DESCRIPTION OF THE TASK:
Search the material for "PathBuf" and copy each line in which it is found.

RECORDS TO USE:

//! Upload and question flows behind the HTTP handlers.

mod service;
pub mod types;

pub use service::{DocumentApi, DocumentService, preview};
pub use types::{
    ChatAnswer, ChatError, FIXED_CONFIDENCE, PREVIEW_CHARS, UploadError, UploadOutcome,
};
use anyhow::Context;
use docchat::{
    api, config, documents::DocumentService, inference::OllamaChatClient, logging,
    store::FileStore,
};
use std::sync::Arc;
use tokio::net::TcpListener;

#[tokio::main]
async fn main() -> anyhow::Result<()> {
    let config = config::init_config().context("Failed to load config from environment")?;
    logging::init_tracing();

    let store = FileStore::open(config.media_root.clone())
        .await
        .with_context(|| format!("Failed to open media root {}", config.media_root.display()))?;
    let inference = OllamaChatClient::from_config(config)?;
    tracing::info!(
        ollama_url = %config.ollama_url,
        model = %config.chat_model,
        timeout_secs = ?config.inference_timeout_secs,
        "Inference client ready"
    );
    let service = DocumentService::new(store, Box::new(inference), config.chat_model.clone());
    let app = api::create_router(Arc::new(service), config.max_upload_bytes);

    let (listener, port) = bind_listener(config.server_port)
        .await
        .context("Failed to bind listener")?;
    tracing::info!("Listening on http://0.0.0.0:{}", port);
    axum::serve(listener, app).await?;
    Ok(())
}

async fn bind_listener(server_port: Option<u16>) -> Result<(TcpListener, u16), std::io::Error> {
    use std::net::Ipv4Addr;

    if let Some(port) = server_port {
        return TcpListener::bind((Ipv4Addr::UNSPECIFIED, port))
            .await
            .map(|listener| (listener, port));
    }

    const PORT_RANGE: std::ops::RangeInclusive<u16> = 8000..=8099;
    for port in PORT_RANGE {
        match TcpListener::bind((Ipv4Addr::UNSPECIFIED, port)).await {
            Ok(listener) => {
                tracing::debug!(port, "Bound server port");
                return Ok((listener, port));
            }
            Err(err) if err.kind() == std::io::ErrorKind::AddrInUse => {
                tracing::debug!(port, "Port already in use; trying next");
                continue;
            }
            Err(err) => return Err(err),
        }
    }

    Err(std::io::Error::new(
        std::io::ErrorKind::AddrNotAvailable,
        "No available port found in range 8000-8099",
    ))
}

...

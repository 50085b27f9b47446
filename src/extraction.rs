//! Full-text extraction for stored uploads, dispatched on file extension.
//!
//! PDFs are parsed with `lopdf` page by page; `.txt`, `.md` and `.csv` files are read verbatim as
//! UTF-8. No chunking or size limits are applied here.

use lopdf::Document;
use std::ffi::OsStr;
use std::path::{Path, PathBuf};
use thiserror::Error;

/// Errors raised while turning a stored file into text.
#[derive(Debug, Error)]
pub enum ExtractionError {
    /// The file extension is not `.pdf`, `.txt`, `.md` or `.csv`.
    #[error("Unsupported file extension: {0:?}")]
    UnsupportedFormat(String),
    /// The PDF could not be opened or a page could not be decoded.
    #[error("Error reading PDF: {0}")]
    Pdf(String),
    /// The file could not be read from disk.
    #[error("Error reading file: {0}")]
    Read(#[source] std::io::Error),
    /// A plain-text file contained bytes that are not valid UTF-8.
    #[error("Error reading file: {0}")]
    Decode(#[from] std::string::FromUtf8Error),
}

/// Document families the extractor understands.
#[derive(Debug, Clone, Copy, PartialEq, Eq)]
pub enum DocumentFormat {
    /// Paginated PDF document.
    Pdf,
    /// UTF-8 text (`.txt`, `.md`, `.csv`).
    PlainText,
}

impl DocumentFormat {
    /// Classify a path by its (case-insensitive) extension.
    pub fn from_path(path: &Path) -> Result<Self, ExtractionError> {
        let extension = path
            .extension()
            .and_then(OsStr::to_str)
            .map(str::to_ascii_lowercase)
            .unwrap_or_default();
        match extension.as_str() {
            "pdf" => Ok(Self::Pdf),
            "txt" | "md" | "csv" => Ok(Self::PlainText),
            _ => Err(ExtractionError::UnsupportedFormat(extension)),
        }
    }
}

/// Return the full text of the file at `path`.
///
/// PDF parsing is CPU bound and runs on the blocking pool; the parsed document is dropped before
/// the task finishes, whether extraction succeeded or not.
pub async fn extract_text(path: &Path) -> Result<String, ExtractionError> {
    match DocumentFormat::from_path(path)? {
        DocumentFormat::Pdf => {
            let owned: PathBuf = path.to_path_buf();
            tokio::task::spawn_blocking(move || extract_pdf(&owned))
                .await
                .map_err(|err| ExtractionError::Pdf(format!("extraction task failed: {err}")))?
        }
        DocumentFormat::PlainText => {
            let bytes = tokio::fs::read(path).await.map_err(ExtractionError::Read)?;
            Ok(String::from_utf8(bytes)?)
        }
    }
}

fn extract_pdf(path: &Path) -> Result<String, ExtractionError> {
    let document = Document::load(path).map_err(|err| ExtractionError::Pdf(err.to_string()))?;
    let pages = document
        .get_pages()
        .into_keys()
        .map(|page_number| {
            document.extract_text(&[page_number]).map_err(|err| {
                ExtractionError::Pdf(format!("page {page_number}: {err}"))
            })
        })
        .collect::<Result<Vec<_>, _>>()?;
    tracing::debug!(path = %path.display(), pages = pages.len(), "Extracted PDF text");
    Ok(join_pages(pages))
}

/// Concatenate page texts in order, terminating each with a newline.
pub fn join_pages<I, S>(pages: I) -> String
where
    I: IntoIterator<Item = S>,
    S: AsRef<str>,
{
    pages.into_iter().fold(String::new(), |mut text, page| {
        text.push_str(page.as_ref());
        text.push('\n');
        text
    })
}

TASK SOLUTION:
use std::path::{Path, PathBuf};
            let owned: PathBuf = path.to_path_buf();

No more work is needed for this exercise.